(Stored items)
● ● ● ● ●
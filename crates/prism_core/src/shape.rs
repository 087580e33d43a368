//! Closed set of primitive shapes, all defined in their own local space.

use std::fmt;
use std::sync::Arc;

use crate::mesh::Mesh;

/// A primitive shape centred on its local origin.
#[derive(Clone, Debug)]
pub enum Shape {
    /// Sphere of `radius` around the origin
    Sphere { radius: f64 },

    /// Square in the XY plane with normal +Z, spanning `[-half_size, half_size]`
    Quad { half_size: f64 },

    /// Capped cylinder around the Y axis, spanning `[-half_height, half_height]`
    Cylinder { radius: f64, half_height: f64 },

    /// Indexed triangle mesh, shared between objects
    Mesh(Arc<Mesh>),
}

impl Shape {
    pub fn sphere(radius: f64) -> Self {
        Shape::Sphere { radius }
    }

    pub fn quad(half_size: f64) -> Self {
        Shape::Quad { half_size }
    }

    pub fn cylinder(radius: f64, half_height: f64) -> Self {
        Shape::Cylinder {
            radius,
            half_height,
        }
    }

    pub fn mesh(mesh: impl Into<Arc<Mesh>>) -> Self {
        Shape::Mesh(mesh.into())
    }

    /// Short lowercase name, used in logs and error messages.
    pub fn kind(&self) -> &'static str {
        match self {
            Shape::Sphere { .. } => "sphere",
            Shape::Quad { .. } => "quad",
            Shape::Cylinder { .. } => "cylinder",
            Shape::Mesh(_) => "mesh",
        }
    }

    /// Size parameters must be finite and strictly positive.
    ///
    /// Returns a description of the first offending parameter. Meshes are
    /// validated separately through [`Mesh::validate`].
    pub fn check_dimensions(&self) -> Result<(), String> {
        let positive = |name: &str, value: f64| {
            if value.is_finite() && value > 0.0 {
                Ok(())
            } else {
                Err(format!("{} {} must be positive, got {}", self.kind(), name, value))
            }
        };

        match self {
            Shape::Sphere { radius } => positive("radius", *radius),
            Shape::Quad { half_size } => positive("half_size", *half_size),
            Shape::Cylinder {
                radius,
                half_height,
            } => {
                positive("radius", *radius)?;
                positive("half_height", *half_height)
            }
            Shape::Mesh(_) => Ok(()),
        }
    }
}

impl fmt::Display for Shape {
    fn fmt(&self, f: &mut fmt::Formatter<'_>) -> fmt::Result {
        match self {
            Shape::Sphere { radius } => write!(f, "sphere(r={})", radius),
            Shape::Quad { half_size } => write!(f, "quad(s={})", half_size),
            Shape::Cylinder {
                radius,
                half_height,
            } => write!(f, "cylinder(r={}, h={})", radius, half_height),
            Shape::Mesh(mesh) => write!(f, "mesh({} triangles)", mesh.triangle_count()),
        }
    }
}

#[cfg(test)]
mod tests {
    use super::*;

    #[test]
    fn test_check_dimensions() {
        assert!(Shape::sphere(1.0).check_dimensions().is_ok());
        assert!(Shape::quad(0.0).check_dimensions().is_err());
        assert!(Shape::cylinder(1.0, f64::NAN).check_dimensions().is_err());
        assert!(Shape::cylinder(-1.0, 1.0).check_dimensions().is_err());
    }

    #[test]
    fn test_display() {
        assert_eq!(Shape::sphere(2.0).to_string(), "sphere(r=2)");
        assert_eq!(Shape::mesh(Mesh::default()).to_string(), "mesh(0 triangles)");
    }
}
● ● ● ● ●
Problem description
The expected answer is each line of the records above that includes the string "kind".

Response below
    pub fn kind(&self) -> &'static str {
                Err(format!("{} {} must be positive, got {}", self.kind(), name, value))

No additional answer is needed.